Critiqués et bousculés par les « gilets jaunes » – mais aussi parfois par leurs opposants – les médias en France multiplient les initiatives depuis trois semaines pour tenter de comprendre et écouter ce mouvement sans porte-parole.
Face aux « gilets », qui s’organisent surtout sur les réseaux sociaux, hors des canaux traditionnels, l’obsession depuis le début de la crise a été de tendre le micro.
« Les journalistes ont fait de gros efforts depuis l’élection de Donald Trump et le Brexit », qui avaient signalé une déconnexion entre les grands médias et des détresses silencieuses, de plus en plus déconnectées des partis et des syndicats, souligne l’historien des médias Patrick Eveno.
Face à la contestation des « gilets », de nombreuses chaînes de télévision ont cassé leur grille et multiplié les grandes soirées spéciales sur « la France fracturée », « la colère des Français », avec de gros succès d’audience.
Au risque d’en faire trop ? Dès la mi-novembre, la médiatrice de Radio France a reçu de nombreuses plaintes de la part d’auditeurs, reprochant aux journalistes d' »hystériser le débat », selon un auditeur, ou de trop parler à l’antenne des manifestants, cette « petite bande de mauvais râleurs » selon une auditrice.
Pour les journalistes, ce mouvement sans représentant désigné reste un défi: comment savoir si notre interlocuteur a des engagements politiques ou professionnels qui pourraient le délégitimer aux yeux d’autres « gilets jaunes »?
Les journalistes « vont à la pêche » aux « ovnis médiatiques » et « il y a une prise de risque qui aboutit parfois à des séquences embarrassantes », constate Patrick Eveno.
Pour la chaîne RT, c’était un jeune homme présenté comme un « gilet jaune » lambda alors qu’il est une figure du mouvement anti-mariage gay. Sur la radio Europe 1, c’est un représentant du mouvement qui appelle à la nomination d’un général à Matignon…
« Fracture plus profonde »
Sur le terrain, les contacts ont parfois tourné à la confrontation, avec des journalistes insultés et parfois blessés. Certains manifestants accusent les médias de ne pas les représenter comme ils voudraient l’être.

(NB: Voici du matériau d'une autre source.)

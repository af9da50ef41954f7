use crate::error::{GitVersionError, Result};

/// Commit hash used when the repository has no commit yet
pub const NO_COMMIT: &str = "0000000000000000000000000000000000000000";

/// Snapshot of the repository facts a version is derived from
#[derive(Debug, Clone, PartialEq, Eq)]
pub struct RepositorySituation {
    is_clean: bool,
    head_commit: String,
    head_commit_timestamp: i64,
    head_branch: Option<String>,
    head_tags: Vec<String>,
}

impl RepositorySituation {
    /// Create a clean, detached situation at `head_commit`.
    ///
    /// The hash must be 40 lowercase hex characters. Uppercase input is
    /// normalized.
    pub fn new(head_commit: impl Into<String>) -> Result<Self> {
        let head_commit = head_commit.into().to_ascii_lowercase();
        if head_commit.len() != 40 || !head_commit.chars().all(|c| c.is_ascii_hexdigit()) {
            return Err(GitVersionError::situation(format!(
                "commit hash must be 40 hex characters, got '{}'",
                head_commit
            )));
        }

        Ok(RepositorySituation {
            is_clean: true,
            head_commit,
            head_commit_timestamp: 0,
            head_branch: None,
            head_tags: Vec::new(),
        })
    }

    /// Situation of a repository without any commit
    pub fn no_commit() -> Self {
        RepositorySituation {
            is_clean: true,
            head_commit: NO_COMMIT.to_string(),
            head_commit_timestamp: 0,
            head_branch: None,
            head_tags: Vec::new(),
        }
    }

    pub fn with_timestamp(mut self, seconds: i64) -> Self {
        self.head_commit_timestamp = seconds;
        self
    }

    pub fn with_branch(mut self, branch: Option<String>) -> Self {
        self.head_branch = branch;
        self
    }

    pub fn with_tags(mut self, tags: Vec<String>) -> Self {
        self.head_tags = tags;
        self
    }

    pub fn with_clean(mut self, is_clean: bool) -> Self {
        self.is_clean = is_clean;
        self
    }

    /// Replace the detected refs with explicitly provided ones.
    ///
    /// When either override is given, both the branch and the tag list are
    /// taken from the overrides, so a forced tag alone yields a detached HEAD
    /// carrying only that tag. Empty strings count as absent.
    pub fn with_overrides(self, branch: Option<&str>, tag: Option<&str>) -> Self {
        let branch = branch.filter(|b| !b.is_empty());
        let tag = tag.filter(|t| !t.is_empty());
        if branch.is_none() && tag.is_none() {
            return self;
        }

        RepositorySituation {
            head_branch: branch.map(str::to_string),
            head_tags: tag.map(|t| vec![t.to_string()]).unwrap_or_default(),
            ..self
        }
    }

    pub fn is_clean(&self) -> bool {
        self.is_clean
    }

    pub fn head_commit(&self) -> &str {
        &self.head_commit
    }

    pub fn has_commit(&self) -> bool {
        self.head_commit != NO_COMMIT
    }

    pub fn head_commit_timestamp(&self) -> i64 {
        self.head_commit_timestamp
    }

    /// Branch name, `None` when HEAD is detached
    pub fn head_branch(&self) -> Option<&str> {
        self.head_branch.as_deref()
    }

    pub fn head_tags(&self) -> &[String] {
        &self.head_tags
    }
}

D’autres visent les « symboles du système » que sont devenus les journalistes, regrette François Pitrel, président de la société des journalistes de BFMTV, particulièrement visée en tant que première chaîne d’info.
« Il n’est pas facile de représenter les différentes tendances, entre ceux qui veulent négocier avec le gouvernement, et ceux qui sont en rupture », reconnaît Yannick Letranchant, directeur de l’information de France Télévisions.
Au-delà des visages multiples de la contestation, les journalistes ont d’abord peiné à représenter les origines diverses de cette colère. Dans les premiers jours du mouvement, le « cadrage médiatique » était « inadéquat », selon des chercheurs de l’université Toulouse 3 (sud-ouest) qui ont comparé le vocabulaire de la presse et des groupes de mobilisation sur les réseaux sociaux.
Selon cette analyse, les articles de la presse quotidienne se sont focalisés sur la lutte contre la hausse des taxes sur le carburant, alors que les messages postés en ligne par des « gilets jaunes » évoquaient les injustices fiscales, les inégalités sociales, mais aussi la protection de l’environnement.
Ils mettaient la « précarité au coeur du débat public », souligne une des chercheuses, Brigitte Sebbah.
A mesure que la colère s’exprimait dans la rue, les reportages se sont affinés. « Plus le mouvement se poursuit, et plus il faut aller dans des angles précis, des portraits », souligne Yannick Letranchant chez France Télévisions.
« La fracture est plus profonde qu’on le pensait au début ».
Les journalistes d' »Envoyé spécial » sont allés pour l’émission de jeudi à la rencontre de « ces Français étranglés par les crédits », comme Bernadette et Jean-François, éducateurs spécialisés, qui doivent encore rembourser 225.000 euros. La radio France Culture a confronté des militants sociaux et des « gilets jaunes » et le correspondant du New York Times est parti à Guéret (Creuse, centre), l’un des départements français les plus ruraux et enclavés, souvent cités en exemple de sous-équipement d’infrastructures publiques ou de désert médical.